Logo que aprendi a ler e escrever – pouco depois dos quatro anos – em aulas na casa da severa Maria Albina, ao fundo da Rua dos Trigueiros – era também junto à janela da cozinha que me entretinha a ver os livros de banda desenhada – primeiro o Mundo de Aventuras, depois o Condor Popular – que todas as semanas ia comprar, com moedas surripiadas da caixinha dos trocos da minha avó, à papelaria do Perninha, junto à praça de taxis.

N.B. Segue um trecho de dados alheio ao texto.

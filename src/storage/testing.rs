// SPDX-License-Identifier: AGPL-3.0-or-later
//
// Copyright (C) 2026 Relational Network

//! Test doubles for the object store.

use std::fmt;
use std::sync::Arc;

use async_trait::async_trait;
use futures::stream::BoxStream;
use object_store::memory::InMemory;
use object_store::path::Path as StorePath;
use object_store::{
    GetOptions, GetResult, ListResult, MultipartUpload, ObjectMeta, ObjectStore, PutMultipartOpts,
    PutOptions, PutPayload, PutResult, Result,
};

use super::client::ObjectStoreClient;

/// In-memory store whose `delete` fails for a fixed set of keys.
#[derive(Debug, Default)]
pub struct LockedKeysStore {
    inner: InMemory,
    locked: Vec<String>,
}

impl LockedKeysStore {
    pub fn new(locked: &[&str]) -> Self {
        Self {
            inner: InMemory::new(),
            locked: locked.iter().map(|k| k.to_string()).collect(),
        }
    }

    /// Client over a fresh store with `locked` keys undeletable.
    pub fn client(locked: &[&str]) -> ObjectStoreClient {
        ObjectStoreClient::new(Arc::new(Self::new(locked)), "locked")
    }
}

impl fmt::Display for LockedKeysStore {
    fn fmt(&self, f: &mut fmt::Formatter<'_>) -> fmt::Result {
        write!(f, "LockedKeysStore({} locked)", self.locked.len())
    }
}

#[async_trait]
impl ObjectStore for LockedKeysStore {
    async fn put_opts(
        &self,
        location: &StorePath,
        payload: PutPayload,
        opts: PutOptions,
    ) -> Result<PutResult> {
        self.inner.put_opts(location, payload, opts).await
    }

    async fn put_multipart_opts(
        &self,
        location: &StorePath,
        opts: PutMultipartOpts,
    ) -> Result<Box<dyn MultipartUpload>> {
        self.inner.put_multipart_opts(location, opts).await
    }

    async fn get_opts(&self, location: &StorePath, options: GetOptions) -> Result<GetResult> {
        self.inner.get_opts(location, options).await
    }

    async fn delete(&self, location: &StorePath) -> Result<()> {
        if self.locked.iter().any(|k| k.as_str() == location.as_ref()) {
            return Err(object_store::Error::Generic {
                store: "LockedKeysStore",
                source: format!("{location} is locked").into(),
            });
        }
        self.inner.delete(location).await
    }

    fn list(&self, prefix: Option<&StorePath>) -> BoxStream<'_, Result<ObjectMeta>> {
        self.inner.list(prefix)
    }

    async fn list_with_delimiter(&self, prefix: Option<&StorePath>) -> Result<ListResult> {
        self.inner.list_with_delimiter(prefix).await
    }

    async fn copy(&self, from: &StorePath, to: &StorePath) -> Result<()> {
        self.inner.copy(from, to).await
    }

    async fn copy_if_not_exists(&self, from: &StorePath, to: &StorePath) -> Result<()> {
        self.inner.copy_if_not_exists(from, to).await
    }
}
// SPDX-License-Identifier: AGPL-3.0-or-later
//
// Copyright (C) 2026 Relational Network

//! # User-Scoped Object Storage
//!
//! This module presents a per-user folder/file hierarchy on top of a flat
//! key-value object store (Azure Blob Storage, a local directory, or memory).
//!
//! ## Key Layout
//!
//! ```text
//! {container}/
//!   {user_id}/
//!     Documents/Documents.txt   # seeded at account creation
//!     Music/Music.txt
//!     Photos/Videos.txt
//!     Pictures/Pictures.txt
//!     {any uploaded path}
//! ```
//!
//! ## Flow
//!
//! 1. `ownership` checks the caller owns `{user_id}`
//! 2. `paths` validates the request path into an `ObjectKey` or `KeyPrefix`
//! 3. `client` runs the operation against the store
//! 4. `folder_view` turns delimited listings into folder entries
//!
//! ## Important Notes
//!
//! - Only `client` touches the store
//! - Folders are inferred from key prefixes; there are no folder objects
//! - Recursive delete is not atomic with respect to concurrent uploads

pub mod client;
pub mod error;
pub mod folder_view;
pub mod ownership;
pub mod paths;
pub mod seeder;
#[cfg(test)]
pub(crate) mod testing;

pub use client::{BlobMetadata, DeleteReport, ListMode, ObjectStoreClient, RawEntry};
pub use error::{StorageError, StorageResult};
pub use folder_view::{extension_of, FolderEntry};
pub use ownership::{OwnedResource, OwnershipEnforcer};
pub use paths::{KeyPrefix, ObjectKey, PathError, UserNamespace};
pub use seeder::BootstrapSeeder;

Além das feiras anuais (São Pedro, em junho – São Miguel, em setembro e de Nossa Senhora da Vila Velha – padroeira de Fronteira, em meados de agosto) o ano era marcado pelas festividades de cada estação, todas devidamente assinaladas ali na cozinha, cada uma com os seus pratos próprios – o borrego na Páscoa, o porco depois da matança, já entrado o Outono, em seguida o bacalhau e o perú, no Natal – todas sempre com muitos bolos e doces à mistura: argolas, costas, azevias, bolo enrolado, bolo podre, broas de milho, filhoses, nógado, arroz doce, pudim, rebuçados de ovos, farófias… Era então que em torno daquela mesa comprida se reunia toda a família para a ceia – incluindo o ramo de Cabeço de Vide – e, à hora anunciada, num grande alvoroço, as crianças – eu, as minhas irmãs, os meus primos Luís e João e quem mais houvesse – íamos esconder-nos para depois regressarmos e recolhermos, maravilhados, as prendas deixadas na chaminé pelo Pai Natal.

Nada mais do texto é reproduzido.